WORK TASK: What follows is a set of entries; retype all of them exactly.

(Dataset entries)
○ ○ ○ ○ ○ ○ ○
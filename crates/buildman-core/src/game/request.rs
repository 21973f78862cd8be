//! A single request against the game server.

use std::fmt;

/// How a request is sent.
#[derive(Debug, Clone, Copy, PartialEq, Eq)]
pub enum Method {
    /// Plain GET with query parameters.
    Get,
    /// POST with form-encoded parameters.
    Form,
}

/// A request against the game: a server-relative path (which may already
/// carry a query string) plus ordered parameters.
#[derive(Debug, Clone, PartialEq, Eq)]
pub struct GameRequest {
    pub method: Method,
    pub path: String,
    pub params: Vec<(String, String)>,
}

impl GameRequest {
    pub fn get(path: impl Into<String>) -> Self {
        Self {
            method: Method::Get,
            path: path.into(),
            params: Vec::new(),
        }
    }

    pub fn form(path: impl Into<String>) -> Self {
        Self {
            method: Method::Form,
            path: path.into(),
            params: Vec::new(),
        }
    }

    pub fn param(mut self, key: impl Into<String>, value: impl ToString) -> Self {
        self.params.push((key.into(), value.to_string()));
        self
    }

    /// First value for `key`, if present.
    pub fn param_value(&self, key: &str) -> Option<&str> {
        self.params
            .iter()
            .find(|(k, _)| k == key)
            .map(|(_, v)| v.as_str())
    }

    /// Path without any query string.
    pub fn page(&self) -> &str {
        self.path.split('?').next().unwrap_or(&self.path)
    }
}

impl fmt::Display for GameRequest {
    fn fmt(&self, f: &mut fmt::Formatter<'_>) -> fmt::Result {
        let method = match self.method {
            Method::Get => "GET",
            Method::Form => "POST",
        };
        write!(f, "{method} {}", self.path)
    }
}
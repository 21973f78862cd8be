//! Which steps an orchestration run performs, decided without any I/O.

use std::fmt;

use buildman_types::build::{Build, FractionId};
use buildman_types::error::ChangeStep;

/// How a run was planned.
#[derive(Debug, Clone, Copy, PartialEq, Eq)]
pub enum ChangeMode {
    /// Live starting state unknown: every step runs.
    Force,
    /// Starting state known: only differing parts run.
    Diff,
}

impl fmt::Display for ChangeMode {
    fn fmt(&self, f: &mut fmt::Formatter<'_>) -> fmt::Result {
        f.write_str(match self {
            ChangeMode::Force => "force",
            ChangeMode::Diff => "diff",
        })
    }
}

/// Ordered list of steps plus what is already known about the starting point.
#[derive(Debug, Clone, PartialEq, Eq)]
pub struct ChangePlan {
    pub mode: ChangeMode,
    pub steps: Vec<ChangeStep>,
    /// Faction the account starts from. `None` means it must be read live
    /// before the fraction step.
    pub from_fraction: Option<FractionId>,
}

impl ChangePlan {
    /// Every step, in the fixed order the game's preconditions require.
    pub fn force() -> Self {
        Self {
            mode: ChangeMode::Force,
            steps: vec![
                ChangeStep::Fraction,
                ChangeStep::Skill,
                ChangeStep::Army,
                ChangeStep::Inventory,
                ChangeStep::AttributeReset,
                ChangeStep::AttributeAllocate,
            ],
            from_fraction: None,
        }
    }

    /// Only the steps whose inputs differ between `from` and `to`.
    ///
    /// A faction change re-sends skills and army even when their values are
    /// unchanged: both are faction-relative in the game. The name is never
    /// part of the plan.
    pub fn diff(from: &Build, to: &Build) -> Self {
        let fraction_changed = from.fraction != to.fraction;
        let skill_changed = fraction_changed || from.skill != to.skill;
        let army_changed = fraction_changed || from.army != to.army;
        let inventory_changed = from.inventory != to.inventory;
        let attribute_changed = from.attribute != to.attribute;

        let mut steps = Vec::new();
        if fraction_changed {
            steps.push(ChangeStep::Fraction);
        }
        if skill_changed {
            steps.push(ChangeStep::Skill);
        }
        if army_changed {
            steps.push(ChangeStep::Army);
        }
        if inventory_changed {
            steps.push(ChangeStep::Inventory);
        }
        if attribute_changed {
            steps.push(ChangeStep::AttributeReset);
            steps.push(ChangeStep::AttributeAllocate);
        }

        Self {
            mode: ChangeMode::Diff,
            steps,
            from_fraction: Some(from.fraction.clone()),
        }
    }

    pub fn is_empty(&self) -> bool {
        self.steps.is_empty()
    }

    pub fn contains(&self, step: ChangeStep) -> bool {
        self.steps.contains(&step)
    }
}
○ ○ ○ ○ ○ ○ ○
TASK ANSWER:
filename crates/buildman-core/src/game/request.rs
repository 21973f78862cd8be
//! A single request against the game server.

use std::fmt;

/// How a request is sent.
#[derive(Debug, Clone, Copy, PartialEq, Eq)]
pub enum Method {
    /// Plain GET with query parameters.
    Get,
    /// POST with form-encoded parameters.
    Form,
}

/// A request against the game: a server-relative path (which may already
/// carry a query string) plus ordered parameters.
#[derive(Debug, Clone, PartialEq, Eq)]
pub struct GameRequest {
    pub method: Method,
    pub path: String,
    pub params: Vec<(String, String)>,
}

impl GameRequest {
    pub fn get(path: impl Into<String>) -> Self {
        Self {
            method: Method::Get,
            path: path.into(),
            params: Vec::new(),
        }
    }

    pub fn form(path: impl Into<String>) -> Self {
        Self {
            method: Method::Form,
            path: path.into(),
            params: Vec::new(),
        }
    }

    pub fn param(mut self, key: impl Into<String>, value: impl ToString) -> Self {
        self.params.push((key.into(), value.to_string()));
        self
    }

    /// First value for `key`, if present.
    pub fn param_value(&self, key: &str) -> Option<&str> {
        self.params
            .iter()
            .find(|(k, _)| k == key)
            .map(|(_, v)| v.as_str())
    }

    /// Path without any query string.
    pub fn page(&self) -> &str {
        self.path.split('?').next().unwrap_or(&self.path)
    }
}

impl fmt::Display for GameRequest {
    fn fmt(&self, f: &mut fmt::Formatter<'_>) -> fmt::Result {
        let method = match self.method {
            Method::Get => "GET",
            Method::Form => "POST",
        };
        write!(f, "{method} {}", self.path)
    }
}
repository 21973f78862cd8be
//! Which steps an orchestration run performs, decided without any I/O.

use std::fmt;

use buildman_types::build::{Build, FractionId};
use buildman_types::error::ChangeStep;

/// How a run was planned.
#[derive(Debug, Clone, Copy, PartialEq, Eq)]
pub enum ChangeMode {
    /// Live starting state unknown: every step runs.
    Force,
    /// Starting state known: only differing parts run.
    Diff,
}

impl fmt::Display for ChangeMode {
    fn fmt(&self, f: &mut fmt::Formatter<'_>) -> fmt::Result {
        f.write_str(match self {
            ChangeMode::Force => "force",
            ChangeMode::Diff => "diff",
        })
    }
}

/// Ordered list of steps plus what is already known about the starting point.
#[derive(Debug, Clone, PartialEq, Eq)]
pub struct ChangePlan {
    pub mode: ChangeMode,
    pub steps: Vec<ChangeStep>,
    /// Faction the account starts from. `None` means it must be read live
    /// before the fraction step.
    pub from_fraction: Option<FractionId>,
}

impl ChangePlan {
    /// Every step, in the fixed order the game's preconditions require.
    pub fn force() -> Self {
        Self {
            mode: ChangeMode::Force,
            steps: vec![
                ChangeStep::Fraction,
                ChangeStep::Skill,
                ChangeStep::Army,
                ChangeStep::Inventory,
                ChangeStep::AttributeReset,
                ChangeStep::AttributeAllocate,
            ],
            from_fraction: None,
        }
    }

    /// Only the steps whose inputs differ between `from` and `to`.
    ///
    /// A faction change re-sends skills and army even when their values are
    /// unchanged: both are faction-relative in the game. The name is never
    /// part of the plan.
    pub fn diff(from: &Build, to: &Build) -> Self {
        let fraction_changed = from.fraction != to.fraction;
        let skill_changed = fraction_changed || from.skill != to.skill;
        let army_changed = fraction_changed || from.army != to.army;
        let inventory_changed = from.inventory != to.inventory;
        let attribute_changed = from.attribute != to.attribute;

        let mut steps = Vec::new();
        if fraction_changed {
            steps.push(ChangeStep::Fraction);
        }
        if skill_changed {
            steps.push(ChangeStep::Skill);
        }
        if army_changed {
            steps.push(ChangeStep::Army);
        }
        if inventory_changed {
            steps.push(ChangeStep::Inventory);
        }
        if attribute_changed {
            steps.push(ChangeStep::AttributeReset);
            steps.push(ChangeStep::AttributeAllocate);
        }

        Self {
            mode: ChangeMode::Diff,
            steps,
            from_fraction: Some(from.fraction.clone()),
        }
    }

    pub fn is_empty(&self) -> bool {
        self.steps.is_empty()
    }

    pub fn contains(&self, step: ChangeStep) -> bool {
        self.steps.contains(&step)
    }
}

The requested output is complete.